Hamilton v. Baker
This text of 58 N.W. 1080 (Hamilton v. Baker) is published on Counsel Stack Legal Research, covering Supreme Court of Iowa primary law. Counsel Stack provides free access to over 12 million legal documents including statutes, case law, regulations, and constitutions.
Opinion
I. The petition represents that the defendant Baker is the owner of certain premises, on which George Silvers and Patrick Swift were maintaining a nuisance, by the keeping and sale of intoxicating liquors. The district court found the facts against all of the defendants, and granted a permanent writ of injunction. The defendant Baker alone appeals, and the questions in the case, on its merits, are of fact.
II. Appellee asks that an attorney’s fee of one hundred dollars be allowed for prosecuting the cause in this court. Appellant insists — First, that under the [102]*102law there should be no allowance in this ' court; and, second, that if a fee is to be allowed, the amount asked is excessive.
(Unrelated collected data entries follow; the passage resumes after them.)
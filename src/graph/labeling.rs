//! Completing the topology labels of a built graph.
//!
//! Edges arrive labelled only with respect to the geometry they came from.
//! Side labels for the other geometry are propagated around each node star
//! in angular order; whatever remains undefined is resolved by locating
//! the node against the other input geometry.

use super::label::Position;
use super::{DirId, NodeId, PlanarGraph};
use crate::error::TopologyError;
use crate::geometry::{locate, locate_areal, Geometry, Location};

/// Runs the full labelling pipeline over the graph.
pub fn compute_labelling(
    graph: &mut PlanarGraph,
    geoms: [&Geometry; 2],
) -> Result<(), TopologyError> {
    for node in graph.node_ids() {
        label_star(graph, node, geoms)?;
    }
    merge_sym_labels(graph);
    update_node_labelling(graph);
    label_incomplete_nodes(graph, geoms);
    Ok(())
}

fn label_star(
    graph: &mut PlanarGraph,
    node: NodeId,
    geoms: [&Geometry; 2],
) -> Result<(), TopologyError> {
    propagate_side_labels(graph, node, 0)?;
    propagate_side_labels(graph, node, 1)?;

    let star: Vec<DirId> = graph.nodes[node].star.clone();

    // An area boundary edge relabelled as a line marks a dimensional
    // collapse: the regions on both sides are exterior.
    let mut has_collapse = [false, false];
    for &d in &star {
        let label = &graph.dirs[d].label;
        for geom in 0..2 {
            if label.is_line_for(geom) && label.on_location(geom) == Some(Location::Boundary) {
                has_collapse[geom] = true;
            }
        }
    }

    let coord = graph.nodes[node].coord;
    let mut located: [Option<Location>; 2] = [None, None];
    for &d in &star {
        for geom in 0..2 {
            if graph.dirs[d].label.is_any_null(geom) {
                let loc = if has_collapse[geom] {
                    Location::Exterior
                } else {
                    *located[geom].get_or_insert_with(|| locate_areal(&coord, geoms[geom]))
                };
                graph.dirs[d].label.set_all_locations_if_null(geom, loc);
            }
        }
    }
    Ok(())
}

/// Walks the star in counter-clockwise order, carrying the location of the
/// region between consecutive edges across edges whose sides are unknown.
fn propagate_side_labels(
    graph: &mut PlanarGraph,
    node: NodeId,
    geom: usize,
) -> Result<(), TopologyError> {
    let star: Vec<DirId> = graph.nodes[node].star.clone();

    let mut start_loc = None;
    for &d in &star {
        let label = &graph.dirs[d].label;
        if label.is_area_for(geom) {
            if let Some(loc) = label.location(geom, Position::Left) {
                start_loc = Some(loc);
            }
        }
    }
    let Some(mut curr) = start_loc else {
        return Ok(());
    };

    for &d in &star {
        let coord = graph.dirs[d].p0;
        let label = &mut graph.dirs[d].label;
        if label.on_location(geom).is_none() {
            label.set_location(geom, Position::On, curr);
        }
        if !label.is_area_for(geom) {
            continue;
        }
        let left = label.location(geom, Position::Left);
        match label.location(geom, Position::Right) {
            Some(right) => {
                // Moving counter-clockwise we arrive on the right side of
                // each edge, which must agree with the carried location.
                if right != curr {
                    return Err(TopologyError::SideLocationConflict {
                        x: coord.x,
                        y: coord.y,
                    });
                }
                let Some(left) = left else {
                    return Err(TopologyError::Invalid(format!(
                        "edge with defined right side but undefined left side at ({}, {})",
                        coord.x, coord.y
                    )));
                };
                curr = left;
            }
            None => {
                label.set_location(geom, Position::Right, curr);
                label.set_location(geom, Position::Left, curr);
            }
        }
    }
    Ok(())
}

fn merge_sym_labels(graph: &mut PlanarGraph) {
    for d in graph.dir_ids() {
        let sym = graph.dirs[d].sym;
        let sym_label = graph.dirs[sym].label;
        graph.dirs[d].label.merge(&sym_label);
    }
}

/// Merges the on locations of the incident edges into each node label. A
/// node with any interior or boundary edge for a geometry lies in that
/// geometry's interior or boundary, never its exterior.
fn update_node_labelling(graph: &mut PlanarGraph) {
    for node in graph.node_ids() {
        let star: Vec<DirId> = graph.nodes[node].star.clone();
        for geom in 0..2 {
            let touches = star.iter().any(|&d| {
                matches!(
                    graph.dirs[d].label.on_location(geom),
                    Some(Location::Interior | Location::Boundary)
                )
            });
            if touches {
                let label = &mut graph.nodes[node].label;
                if label.on_location(geom).is_none() {
                    label.set_on_location(geom, Location::Interior);
                }
            }
        }
    }
}

/// Labels nodes not touched by any edge of a geometry by locating them in
/// that geometry directly.
fn label_incomplete_nodes(graph: &mut PlanarGraph, geoms: [&Geometry; 2]) {
    for node in graph.node_ids() {
        for geom in 0..2 {
            if graph.nodes[node].label.is_null(geom) {
                let loc = locate(&graph.nodes[node].coord, geoms[geom]);
                graph.nodes[node].label.set_on_location(geom, loc);
            }
        }
    }
}
//! Callbacks invoked by the noder for candidate segment pairs.

use std::rc::Rc;

use super::segment_string::NodedSegmentString;
use crate::math::{Coord, LineIntersector};

/// Receives every candidate segment pair produced by a noder and decides
/// what to record.
pub trait SegmentIntersector<D> {
    fn process_intersections(
        &mut self,
        e0: &Rc<NodedSegmentString<D>>,
        i0: usize,
        e1: &Rc<NodedSegmentString<D>>,
        i1: usize,
    );

    /// Allows the noder to stop early once the intersector has what it
    /// needs.
    fn is_done(&self) -> bool {
        false
    }
}

/// Computes intersections between candidate segments and records the
/// non-trivial ones as nodes on both strings.
#[derive(Debug, Default)]
pub struct IntersectionAdder {
    li: LineIntersector,
    pub num_intersections: usize,
    pub num_interior_intersections: usize,
    pub num_proper_intersections: usize,
    pub has_proper: bool,
    pub has_proper_interior: bool,
    pub has_interior: bool,
}

impl IntersectionAdder {
    #[must_use]
    pub fn new() -> Self {
        Self::default()
    }

    #[must_use]
    pub fn has_intersection(&self) -> bool {
        self.num_intersections > 0
    }

    /// An intersection between consecutive segments of one string at their
    /// shared vertex carries no information, so it is not recorded. For a
    /// closed string the first and last segments count as consecutive.
    fn is_trivial_intersection<D: Clone>(
        &self,
        e0: &Rc<NodedSegmentString<D>>,
        i0: usize,
        e1: &Rc<NodedSegmentString<D>>,
        i1: usize,
    ) -> bool {
        if !Rc::ptr_eq(e0, e1) || self.li.intersection_count() != 1 {
            return false;
        }
        if i0.abs_diff(i1) == 1 {
            return true;
        }
        if e0.is_closed() {
            let max_seg_index = e0.num_points() - 2;
            if (i0 == 0 && i1 == max_seg_index) || (i1 == 0 && i0 == max_seg_index) {
                return true;
            }
        }
        false
    }
}

impl<D: Clone> SegmentIntersector<D> for IntersectionAdder {
    fn process_intersections(
        &mut self,
        e0: &Rc<NodedSegmentString<D>>,
        i0: usize,
        e1: &Rc<NodedSegmentString<D>>,
        i1: usize,
    ) {
        if Rc::ptr_eq(e0, e1) && i0 == i1 {
            return;
        }
        let p0 = e0.coords();
        let p1 = e1.coords();
        self.li
            .compute_intersection(&p0[i0], &p0[i0 + 1], &p1[i1], &p1[i1 + 1]);
        if !self.li.has_intersection() {
            return;
        }

        self.num_intersections += 1;
        if self.li.is_interior_intersection() {
            self.num_interior_intersections += 1;
            self.has_interior = true;
        }
        if self.is_trivial_intersection(e0, i0, e1, i1) {
            return;
        }
        e0.add_intersections(&self.li, i0);
        e1.add_intersections(&self.li, i1);
        if self.li.is_proper() {
            self.num_proper_intersections += 1;
            self.has_proper = true;
            self.has_proper_interior = true;
        }
    }
}

/// Searches for a single intersection point interior to a segment, as
/// evidence that a set of strings is not fully noded.
#[derive(Debug, Default)]
pub struct InteriorIntersectionFinder {
    li: LineIntersector,
    intersection: Option<Coord>,
}

impl InteriorIntersectionFinder {
    #[must_use]
    pub fn new() -> Self {
        Self::default()
    }

    #[must_use]
    pub fn intersection(&self) -> Option<Coord> {
        self.intersection
    }
}

impl<D: Clone> SegmentIntersector<D> for InteriorIntersectionFinder {
    fn process_intersections(
        &mut self,
        e0: &Rc<NodedSegmentString<D>>,
        i0: usize,
        e1: &Rc<NodedSegmentString<D>>,
        i1: usize,
    ) {
        if self.intersection.is_some() {
            return;
        }
        if Rc::ptr_eq(e0, e1) && i0 == i1 {
            return;
        }
        let p0 = e0.coords();
        let p1 = e1.coords();
        self.li
            .compute_intersection(&p0[i0], &p0[i0 + 1], &p1[i1], &p1[i1 + 1]);
        if self.li.has_intersection() && self.li.is_interior_intersection() {
            self.intersection = Some(self.li.intersection(0));
        }
    }

    fn is_done(&self) -> bool {
        self.intersection.is_some()
    }
}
In Farley v. O’Malley, 77 Iowa, 531, 42 N. W. Rep. 435, it was held that the plaintiff was entitled to an attorney’s fee, “in whatever court” the service was rendered. In that case it was allowed for service in the federal court. The language of the law is, “The plaintiff shall be entitled to an attorney’s fee of not less than twenty-five dollars, to be taxed and collected as? costs against the defendant.” It is as important to have the assistance of an attorney in this as in the district court, and the law specifies no court where the fee is to be allowed. A reasonable construction of the law is that it shall be allowed in any court where such a service is properly rendered; and, as it is a matter of costs in the court, the court where it is rendered may properly fix the amount.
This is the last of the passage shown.